▸ WORK REQUEST: Please copy each line below that contains the word "StoreBackend".

━━━━━ RECORDS PROVIDED

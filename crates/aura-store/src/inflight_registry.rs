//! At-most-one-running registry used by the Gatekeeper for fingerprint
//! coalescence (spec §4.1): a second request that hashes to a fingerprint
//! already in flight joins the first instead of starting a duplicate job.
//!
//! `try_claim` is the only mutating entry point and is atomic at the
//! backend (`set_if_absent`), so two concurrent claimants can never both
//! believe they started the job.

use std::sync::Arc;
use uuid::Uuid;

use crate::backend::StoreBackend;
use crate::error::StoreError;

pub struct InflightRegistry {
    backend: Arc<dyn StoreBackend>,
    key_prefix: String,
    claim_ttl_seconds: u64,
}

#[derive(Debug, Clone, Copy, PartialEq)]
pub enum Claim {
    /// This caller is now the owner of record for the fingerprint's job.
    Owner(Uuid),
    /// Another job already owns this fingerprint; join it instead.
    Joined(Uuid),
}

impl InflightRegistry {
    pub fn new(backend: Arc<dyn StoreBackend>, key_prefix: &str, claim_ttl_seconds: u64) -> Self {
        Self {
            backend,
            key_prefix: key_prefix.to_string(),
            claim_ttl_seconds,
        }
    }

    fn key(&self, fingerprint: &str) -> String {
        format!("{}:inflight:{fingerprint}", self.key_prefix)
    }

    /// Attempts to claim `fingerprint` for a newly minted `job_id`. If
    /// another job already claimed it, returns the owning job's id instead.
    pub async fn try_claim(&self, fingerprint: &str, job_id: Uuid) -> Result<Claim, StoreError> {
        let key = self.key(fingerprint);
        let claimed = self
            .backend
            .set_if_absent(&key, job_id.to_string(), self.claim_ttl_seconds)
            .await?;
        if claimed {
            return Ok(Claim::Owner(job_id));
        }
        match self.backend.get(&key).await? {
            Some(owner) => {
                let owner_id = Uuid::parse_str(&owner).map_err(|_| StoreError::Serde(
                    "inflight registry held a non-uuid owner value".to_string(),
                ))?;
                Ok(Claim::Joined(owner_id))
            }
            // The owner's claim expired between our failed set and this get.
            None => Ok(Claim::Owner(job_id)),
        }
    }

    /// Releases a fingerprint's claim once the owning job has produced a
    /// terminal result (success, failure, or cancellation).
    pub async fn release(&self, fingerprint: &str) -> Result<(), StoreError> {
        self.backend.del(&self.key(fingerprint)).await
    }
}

━━━━━━━━━━

▸ SOLUTION FOR THIS PROBLEM:
use crate::backend::StoreBackend;
    backend: Arc<dyn StoreBackend>,
    pub fn new(backend: Arc<dyn StoreBackend>, key_prefix: &str, claim_ttl_seconds: u64) -> Self {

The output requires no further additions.